▶ [WORK ORDER] Would you please retype, exactly, the lines of the listing below between the line with "self.start(io_ready, stop_cb)" and the line with "releases them on", inclusive?

○ ○ ○ ○ ○ ○ ○

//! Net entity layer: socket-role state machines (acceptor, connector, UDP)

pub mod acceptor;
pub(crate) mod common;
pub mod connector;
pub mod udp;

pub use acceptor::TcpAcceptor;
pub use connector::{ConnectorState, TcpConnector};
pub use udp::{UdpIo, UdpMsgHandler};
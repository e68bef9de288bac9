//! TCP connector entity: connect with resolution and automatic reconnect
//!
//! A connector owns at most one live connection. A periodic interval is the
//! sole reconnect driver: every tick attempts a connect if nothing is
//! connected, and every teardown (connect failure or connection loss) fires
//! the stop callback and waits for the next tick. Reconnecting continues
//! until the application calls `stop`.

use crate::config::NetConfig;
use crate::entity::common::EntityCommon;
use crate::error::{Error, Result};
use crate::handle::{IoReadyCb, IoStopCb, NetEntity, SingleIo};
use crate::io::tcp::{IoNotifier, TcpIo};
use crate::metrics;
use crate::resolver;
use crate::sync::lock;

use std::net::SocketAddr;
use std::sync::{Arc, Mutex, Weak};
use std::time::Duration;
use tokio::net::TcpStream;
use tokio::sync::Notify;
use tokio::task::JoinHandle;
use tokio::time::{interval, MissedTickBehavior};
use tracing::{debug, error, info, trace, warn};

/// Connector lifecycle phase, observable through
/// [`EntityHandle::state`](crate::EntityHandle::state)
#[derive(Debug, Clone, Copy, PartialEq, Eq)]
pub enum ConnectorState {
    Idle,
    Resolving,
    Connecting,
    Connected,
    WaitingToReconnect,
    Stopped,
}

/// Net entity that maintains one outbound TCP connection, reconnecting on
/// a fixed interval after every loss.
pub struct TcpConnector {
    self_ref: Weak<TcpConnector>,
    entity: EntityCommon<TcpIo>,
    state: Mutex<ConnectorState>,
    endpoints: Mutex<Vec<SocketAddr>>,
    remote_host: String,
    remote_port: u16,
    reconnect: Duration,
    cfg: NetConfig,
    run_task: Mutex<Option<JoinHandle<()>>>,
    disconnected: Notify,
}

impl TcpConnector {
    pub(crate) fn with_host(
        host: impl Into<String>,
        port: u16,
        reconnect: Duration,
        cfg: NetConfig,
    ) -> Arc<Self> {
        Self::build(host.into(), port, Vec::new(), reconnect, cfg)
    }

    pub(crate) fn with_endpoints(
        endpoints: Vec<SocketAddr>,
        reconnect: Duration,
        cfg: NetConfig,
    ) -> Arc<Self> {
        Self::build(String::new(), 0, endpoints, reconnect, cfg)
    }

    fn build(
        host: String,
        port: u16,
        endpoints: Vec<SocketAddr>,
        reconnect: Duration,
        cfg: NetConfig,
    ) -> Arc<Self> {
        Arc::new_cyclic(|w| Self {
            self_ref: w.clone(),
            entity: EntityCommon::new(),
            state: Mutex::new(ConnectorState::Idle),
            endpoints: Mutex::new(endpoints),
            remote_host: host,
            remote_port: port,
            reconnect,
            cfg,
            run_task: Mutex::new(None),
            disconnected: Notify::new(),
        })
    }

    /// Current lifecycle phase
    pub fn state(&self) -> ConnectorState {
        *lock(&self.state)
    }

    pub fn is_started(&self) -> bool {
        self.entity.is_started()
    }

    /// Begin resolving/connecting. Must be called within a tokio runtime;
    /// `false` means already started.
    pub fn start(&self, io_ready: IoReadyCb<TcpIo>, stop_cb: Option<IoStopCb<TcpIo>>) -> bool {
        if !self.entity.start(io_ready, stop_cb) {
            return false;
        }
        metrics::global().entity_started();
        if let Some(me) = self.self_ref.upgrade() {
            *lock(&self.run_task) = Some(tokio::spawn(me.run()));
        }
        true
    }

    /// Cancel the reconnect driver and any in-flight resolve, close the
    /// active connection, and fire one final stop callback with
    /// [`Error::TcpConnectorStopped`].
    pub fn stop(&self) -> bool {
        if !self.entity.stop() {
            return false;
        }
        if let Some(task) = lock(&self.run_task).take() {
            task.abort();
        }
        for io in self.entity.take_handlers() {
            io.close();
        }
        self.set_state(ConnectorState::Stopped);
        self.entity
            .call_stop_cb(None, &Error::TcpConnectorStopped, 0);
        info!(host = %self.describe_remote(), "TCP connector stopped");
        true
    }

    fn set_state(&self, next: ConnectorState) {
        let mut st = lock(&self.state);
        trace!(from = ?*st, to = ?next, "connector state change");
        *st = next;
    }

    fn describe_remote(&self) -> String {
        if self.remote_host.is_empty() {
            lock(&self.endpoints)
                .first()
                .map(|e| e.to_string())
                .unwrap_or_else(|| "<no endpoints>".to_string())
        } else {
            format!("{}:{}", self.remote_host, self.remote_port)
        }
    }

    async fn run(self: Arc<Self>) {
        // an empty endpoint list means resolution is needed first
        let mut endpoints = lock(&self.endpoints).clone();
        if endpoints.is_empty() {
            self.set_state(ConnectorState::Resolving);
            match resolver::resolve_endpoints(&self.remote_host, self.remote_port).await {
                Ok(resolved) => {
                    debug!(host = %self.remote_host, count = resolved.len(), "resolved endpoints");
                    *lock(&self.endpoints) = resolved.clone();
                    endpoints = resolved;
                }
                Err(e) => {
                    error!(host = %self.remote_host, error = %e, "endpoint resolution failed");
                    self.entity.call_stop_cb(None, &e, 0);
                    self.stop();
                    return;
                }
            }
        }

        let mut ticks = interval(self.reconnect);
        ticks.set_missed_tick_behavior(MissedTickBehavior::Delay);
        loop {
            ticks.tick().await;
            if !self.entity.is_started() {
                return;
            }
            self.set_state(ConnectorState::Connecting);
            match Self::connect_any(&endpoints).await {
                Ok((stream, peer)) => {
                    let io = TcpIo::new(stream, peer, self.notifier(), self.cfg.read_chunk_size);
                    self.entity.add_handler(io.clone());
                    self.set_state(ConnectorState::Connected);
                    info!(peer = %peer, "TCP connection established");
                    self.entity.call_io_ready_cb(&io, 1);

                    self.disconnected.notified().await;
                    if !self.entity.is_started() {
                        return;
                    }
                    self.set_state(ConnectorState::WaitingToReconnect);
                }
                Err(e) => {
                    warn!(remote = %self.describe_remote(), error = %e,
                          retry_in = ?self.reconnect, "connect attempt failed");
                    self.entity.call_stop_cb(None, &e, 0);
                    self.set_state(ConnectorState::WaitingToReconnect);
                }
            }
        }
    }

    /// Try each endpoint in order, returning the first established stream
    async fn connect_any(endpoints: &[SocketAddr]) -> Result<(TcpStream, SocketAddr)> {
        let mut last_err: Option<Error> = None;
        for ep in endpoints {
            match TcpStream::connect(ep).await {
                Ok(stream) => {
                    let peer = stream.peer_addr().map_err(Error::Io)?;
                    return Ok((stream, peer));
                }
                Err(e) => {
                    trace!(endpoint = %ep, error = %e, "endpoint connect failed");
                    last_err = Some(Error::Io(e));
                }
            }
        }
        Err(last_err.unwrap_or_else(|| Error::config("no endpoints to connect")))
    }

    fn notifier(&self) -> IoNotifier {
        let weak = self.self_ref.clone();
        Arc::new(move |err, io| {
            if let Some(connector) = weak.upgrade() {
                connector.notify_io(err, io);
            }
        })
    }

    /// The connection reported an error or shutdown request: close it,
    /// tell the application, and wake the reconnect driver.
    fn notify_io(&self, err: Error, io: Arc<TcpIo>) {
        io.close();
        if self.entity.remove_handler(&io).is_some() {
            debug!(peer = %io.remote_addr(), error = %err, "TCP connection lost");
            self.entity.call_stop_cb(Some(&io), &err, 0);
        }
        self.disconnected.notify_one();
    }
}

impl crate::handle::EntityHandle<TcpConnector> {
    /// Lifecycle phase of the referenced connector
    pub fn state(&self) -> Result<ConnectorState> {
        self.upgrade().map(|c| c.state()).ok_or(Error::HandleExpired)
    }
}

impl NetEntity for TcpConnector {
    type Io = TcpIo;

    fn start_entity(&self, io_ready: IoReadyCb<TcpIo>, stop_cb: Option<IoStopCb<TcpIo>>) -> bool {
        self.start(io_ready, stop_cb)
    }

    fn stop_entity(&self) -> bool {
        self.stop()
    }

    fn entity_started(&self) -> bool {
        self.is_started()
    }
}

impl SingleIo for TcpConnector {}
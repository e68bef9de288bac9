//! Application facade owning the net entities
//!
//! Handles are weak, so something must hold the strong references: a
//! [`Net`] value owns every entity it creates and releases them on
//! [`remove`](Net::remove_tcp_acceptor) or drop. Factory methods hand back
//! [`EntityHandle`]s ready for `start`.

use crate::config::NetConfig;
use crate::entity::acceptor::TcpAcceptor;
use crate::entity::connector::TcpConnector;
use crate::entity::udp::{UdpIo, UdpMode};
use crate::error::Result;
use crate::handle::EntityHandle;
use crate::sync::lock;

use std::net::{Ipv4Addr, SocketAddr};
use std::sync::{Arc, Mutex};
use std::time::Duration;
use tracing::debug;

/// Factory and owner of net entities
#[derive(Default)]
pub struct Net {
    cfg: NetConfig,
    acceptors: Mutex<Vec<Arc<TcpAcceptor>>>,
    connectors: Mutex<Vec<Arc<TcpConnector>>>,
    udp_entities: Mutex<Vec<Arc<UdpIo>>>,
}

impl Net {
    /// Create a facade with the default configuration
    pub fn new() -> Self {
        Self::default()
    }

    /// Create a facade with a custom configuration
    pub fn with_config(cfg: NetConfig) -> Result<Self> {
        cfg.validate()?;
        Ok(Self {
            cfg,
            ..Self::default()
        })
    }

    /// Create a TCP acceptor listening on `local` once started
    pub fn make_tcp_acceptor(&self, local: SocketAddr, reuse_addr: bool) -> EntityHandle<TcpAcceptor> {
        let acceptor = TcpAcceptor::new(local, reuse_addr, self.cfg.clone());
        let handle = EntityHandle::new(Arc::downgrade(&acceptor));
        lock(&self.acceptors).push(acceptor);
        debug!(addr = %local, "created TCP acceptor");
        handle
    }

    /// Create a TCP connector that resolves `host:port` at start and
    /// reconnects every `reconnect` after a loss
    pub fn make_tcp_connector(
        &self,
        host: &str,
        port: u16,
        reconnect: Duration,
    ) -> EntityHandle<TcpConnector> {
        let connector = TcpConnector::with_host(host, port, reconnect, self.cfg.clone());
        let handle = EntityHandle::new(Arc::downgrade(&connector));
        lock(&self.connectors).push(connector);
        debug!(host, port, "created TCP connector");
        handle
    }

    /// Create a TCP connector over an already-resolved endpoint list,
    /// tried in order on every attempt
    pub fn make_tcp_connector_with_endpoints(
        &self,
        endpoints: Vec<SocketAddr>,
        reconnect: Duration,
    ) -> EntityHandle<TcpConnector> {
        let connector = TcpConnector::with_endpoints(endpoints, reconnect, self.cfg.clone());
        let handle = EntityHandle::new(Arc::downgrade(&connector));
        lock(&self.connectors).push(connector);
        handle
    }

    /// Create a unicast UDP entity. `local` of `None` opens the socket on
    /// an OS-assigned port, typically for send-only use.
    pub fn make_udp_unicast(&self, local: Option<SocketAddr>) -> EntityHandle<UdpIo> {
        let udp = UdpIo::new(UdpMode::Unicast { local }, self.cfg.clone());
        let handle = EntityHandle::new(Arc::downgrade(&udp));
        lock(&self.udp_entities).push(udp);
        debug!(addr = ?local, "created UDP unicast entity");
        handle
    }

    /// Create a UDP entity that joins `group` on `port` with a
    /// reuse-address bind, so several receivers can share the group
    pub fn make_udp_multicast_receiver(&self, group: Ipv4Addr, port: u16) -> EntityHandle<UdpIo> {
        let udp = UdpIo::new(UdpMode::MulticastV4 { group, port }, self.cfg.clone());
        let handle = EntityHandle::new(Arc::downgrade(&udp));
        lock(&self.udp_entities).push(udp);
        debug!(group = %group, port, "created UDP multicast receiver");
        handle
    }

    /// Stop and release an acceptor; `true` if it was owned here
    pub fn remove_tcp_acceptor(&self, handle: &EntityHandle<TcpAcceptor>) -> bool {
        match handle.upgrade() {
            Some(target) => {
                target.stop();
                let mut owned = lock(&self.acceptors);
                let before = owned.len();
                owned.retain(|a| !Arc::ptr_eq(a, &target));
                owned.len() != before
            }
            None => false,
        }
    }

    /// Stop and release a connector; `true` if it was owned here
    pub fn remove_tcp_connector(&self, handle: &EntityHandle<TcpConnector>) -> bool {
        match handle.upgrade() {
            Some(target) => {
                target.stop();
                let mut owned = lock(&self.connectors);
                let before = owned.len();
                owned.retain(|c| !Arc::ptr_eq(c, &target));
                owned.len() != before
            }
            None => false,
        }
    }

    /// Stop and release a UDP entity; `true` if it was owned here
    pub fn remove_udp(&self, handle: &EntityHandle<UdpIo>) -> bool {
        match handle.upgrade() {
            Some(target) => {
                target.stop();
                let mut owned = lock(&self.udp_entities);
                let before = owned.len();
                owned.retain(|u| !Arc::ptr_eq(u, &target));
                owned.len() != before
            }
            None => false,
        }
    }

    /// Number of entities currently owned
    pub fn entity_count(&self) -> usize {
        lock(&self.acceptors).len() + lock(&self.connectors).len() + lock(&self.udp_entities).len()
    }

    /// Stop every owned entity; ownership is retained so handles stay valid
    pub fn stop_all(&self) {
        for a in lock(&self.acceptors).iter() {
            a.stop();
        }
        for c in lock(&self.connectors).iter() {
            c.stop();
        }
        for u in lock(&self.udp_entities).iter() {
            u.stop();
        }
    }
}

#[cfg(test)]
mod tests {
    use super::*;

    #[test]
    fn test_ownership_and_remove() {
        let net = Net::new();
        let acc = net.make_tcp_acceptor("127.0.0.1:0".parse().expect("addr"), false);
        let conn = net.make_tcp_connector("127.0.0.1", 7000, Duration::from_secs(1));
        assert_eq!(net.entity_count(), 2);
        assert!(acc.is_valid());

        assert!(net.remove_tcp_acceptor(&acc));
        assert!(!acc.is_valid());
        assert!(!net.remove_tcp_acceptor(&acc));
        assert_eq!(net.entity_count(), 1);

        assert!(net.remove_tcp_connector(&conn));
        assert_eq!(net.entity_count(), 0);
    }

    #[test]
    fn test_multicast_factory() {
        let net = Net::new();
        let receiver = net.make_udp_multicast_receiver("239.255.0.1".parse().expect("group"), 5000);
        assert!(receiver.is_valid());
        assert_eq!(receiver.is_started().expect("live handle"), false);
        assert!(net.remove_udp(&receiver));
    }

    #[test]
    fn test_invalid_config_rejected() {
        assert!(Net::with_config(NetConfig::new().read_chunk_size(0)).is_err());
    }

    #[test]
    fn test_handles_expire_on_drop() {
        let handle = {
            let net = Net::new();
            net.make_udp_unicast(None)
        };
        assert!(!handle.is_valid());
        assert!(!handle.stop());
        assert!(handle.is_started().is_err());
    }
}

○ ○ ○ ○ ○ ○ ○

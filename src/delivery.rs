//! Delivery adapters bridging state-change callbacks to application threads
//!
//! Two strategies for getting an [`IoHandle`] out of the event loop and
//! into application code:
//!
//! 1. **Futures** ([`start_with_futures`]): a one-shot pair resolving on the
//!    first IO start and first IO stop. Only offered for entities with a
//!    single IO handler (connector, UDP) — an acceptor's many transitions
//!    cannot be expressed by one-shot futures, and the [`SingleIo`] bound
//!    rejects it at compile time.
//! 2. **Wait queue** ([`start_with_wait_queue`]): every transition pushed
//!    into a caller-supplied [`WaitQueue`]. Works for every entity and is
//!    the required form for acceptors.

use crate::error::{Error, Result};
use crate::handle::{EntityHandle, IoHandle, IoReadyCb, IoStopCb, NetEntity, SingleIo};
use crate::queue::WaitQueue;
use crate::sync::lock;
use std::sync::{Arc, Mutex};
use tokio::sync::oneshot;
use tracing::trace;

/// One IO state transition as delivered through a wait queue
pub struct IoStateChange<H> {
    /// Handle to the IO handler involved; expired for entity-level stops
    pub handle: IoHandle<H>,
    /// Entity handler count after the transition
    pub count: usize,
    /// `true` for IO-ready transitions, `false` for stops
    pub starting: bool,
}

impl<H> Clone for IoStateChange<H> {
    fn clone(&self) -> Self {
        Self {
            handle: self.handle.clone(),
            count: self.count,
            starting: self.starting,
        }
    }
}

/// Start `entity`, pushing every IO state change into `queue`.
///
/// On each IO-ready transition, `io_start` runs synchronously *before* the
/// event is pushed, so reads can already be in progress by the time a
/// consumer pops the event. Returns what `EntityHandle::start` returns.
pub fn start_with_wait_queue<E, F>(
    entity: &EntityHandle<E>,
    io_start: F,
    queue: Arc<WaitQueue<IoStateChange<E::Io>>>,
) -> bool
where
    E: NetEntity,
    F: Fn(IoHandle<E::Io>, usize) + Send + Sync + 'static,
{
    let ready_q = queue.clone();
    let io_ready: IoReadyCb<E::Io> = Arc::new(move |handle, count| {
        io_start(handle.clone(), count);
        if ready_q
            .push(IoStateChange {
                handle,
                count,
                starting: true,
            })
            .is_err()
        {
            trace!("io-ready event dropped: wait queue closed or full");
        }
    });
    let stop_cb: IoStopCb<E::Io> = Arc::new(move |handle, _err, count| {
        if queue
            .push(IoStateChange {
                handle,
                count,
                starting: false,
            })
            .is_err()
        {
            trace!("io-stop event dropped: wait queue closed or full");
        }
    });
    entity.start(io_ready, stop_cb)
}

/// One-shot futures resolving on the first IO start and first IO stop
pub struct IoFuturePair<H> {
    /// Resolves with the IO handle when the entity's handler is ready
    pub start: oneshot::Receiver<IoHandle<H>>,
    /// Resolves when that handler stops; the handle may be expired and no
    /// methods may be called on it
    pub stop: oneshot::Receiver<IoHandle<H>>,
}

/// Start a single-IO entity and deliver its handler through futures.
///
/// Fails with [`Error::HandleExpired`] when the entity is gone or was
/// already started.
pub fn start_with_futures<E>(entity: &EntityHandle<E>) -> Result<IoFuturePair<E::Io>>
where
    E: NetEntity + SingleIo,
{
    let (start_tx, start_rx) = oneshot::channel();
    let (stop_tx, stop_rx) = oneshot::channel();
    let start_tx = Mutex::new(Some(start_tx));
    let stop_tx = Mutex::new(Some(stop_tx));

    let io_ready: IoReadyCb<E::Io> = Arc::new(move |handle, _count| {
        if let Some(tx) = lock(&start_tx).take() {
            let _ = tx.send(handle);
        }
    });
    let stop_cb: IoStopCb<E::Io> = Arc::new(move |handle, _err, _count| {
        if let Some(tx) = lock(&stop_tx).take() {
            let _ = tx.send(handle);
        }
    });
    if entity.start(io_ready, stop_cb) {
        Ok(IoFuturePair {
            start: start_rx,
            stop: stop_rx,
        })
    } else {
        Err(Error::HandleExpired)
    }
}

○ ○ ○ ○ ○ ○ ○

▶ [RESPONSE TO THIS TASK]
        self.start(io_ready, stop_cb)
    }

    fn stop_entity(&self) -> bool {
        self.stop()
    }

    fn entity_started(&self) -> bool {
        self.is_started()
    }
}

impl SingleIo for TcpConnector {}
repository e68bef9de288bac9
//! Application facade owning the net entities
//!
//! Handles are weak, so something must hold the strong references: a
//! [`Net`] value owns every entity it creates and releases them on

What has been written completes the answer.